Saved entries
# # # #

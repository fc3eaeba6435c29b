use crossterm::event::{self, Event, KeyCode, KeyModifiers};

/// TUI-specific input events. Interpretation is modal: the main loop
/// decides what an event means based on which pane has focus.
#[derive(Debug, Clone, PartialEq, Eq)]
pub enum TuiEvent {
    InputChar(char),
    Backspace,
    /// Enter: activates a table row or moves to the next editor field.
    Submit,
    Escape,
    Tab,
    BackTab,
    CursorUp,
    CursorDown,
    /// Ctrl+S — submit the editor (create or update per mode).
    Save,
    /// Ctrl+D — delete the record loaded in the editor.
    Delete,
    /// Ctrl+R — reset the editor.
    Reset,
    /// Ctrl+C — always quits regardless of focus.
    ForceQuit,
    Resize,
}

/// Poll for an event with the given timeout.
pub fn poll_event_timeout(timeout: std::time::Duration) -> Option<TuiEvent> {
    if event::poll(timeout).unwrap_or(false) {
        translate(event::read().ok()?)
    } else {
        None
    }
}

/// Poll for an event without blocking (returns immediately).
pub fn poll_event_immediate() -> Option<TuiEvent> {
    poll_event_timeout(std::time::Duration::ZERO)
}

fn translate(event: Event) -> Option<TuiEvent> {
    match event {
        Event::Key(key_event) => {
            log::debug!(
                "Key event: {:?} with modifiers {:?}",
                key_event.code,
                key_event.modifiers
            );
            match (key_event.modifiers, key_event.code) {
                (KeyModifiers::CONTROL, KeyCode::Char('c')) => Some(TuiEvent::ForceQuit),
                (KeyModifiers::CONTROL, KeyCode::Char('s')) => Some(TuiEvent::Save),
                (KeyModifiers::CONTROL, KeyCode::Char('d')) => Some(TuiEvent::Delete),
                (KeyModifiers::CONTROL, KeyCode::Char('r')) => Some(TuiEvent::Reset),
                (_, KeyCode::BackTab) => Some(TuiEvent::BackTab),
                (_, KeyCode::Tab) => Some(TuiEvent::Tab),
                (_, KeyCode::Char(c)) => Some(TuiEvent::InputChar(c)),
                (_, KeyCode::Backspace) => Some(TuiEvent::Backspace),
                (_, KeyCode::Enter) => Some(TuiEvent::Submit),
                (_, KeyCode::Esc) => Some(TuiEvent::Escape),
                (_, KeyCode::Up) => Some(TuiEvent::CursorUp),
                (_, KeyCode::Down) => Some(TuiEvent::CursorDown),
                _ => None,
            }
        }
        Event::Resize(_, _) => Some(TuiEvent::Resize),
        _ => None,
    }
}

# # # #

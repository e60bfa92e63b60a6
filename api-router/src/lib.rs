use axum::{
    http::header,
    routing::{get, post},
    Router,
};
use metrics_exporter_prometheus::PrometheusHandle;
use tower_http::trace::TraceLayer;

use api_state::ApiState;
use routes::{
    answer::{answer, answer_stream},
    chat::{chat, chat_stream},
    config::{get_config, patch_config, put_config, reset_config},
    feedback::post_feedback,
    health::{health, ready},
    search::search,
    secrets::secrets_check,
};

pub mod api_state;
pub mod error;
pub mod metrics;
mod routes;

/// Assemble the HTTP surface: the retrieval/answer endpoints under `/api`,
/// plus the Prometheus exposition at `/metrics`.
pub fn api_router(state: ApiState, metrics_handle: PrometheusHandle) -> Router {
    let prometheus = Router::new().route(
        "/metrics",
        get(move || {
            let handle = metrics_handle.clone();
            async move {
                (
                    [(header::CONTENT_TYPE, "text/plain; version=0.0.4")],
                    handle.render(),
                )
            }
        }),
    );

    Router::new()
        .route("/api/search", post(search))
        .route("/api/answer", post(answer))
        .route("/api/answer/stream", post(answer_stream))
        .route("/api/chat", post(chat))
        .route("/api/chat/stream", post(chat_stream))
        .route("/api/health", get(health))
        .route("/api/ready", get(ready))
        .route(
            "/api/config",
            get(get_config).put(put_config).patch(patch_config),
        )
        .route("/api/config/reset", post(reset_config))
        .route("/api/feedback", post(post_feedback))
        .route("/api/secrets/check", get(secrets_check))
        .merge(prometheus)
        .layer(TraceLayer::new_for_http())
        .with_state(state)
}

# # # #

Of all the entries above, retype exactly the lines from the line with "(_, KeyCode::Enter) =>" to the line with "Event::Resize(_, _) =>", both included, and no others.

ANSWER AREA
                (_, KeyCode::Enter) => Some(TuiEvent::Submit),
                (_, KeyCode::Esc) => Some(TuiEvent::Escape),
                (_, KeyCode::Up) => Some(TuiEvent::CursorUp),
                (_, KeyCode::Down) => Some(TuiEvent::CursorDown),
                _ => None,
            }
        }
        Event::Resize(_, _) => Some(TuiEvent::Resize),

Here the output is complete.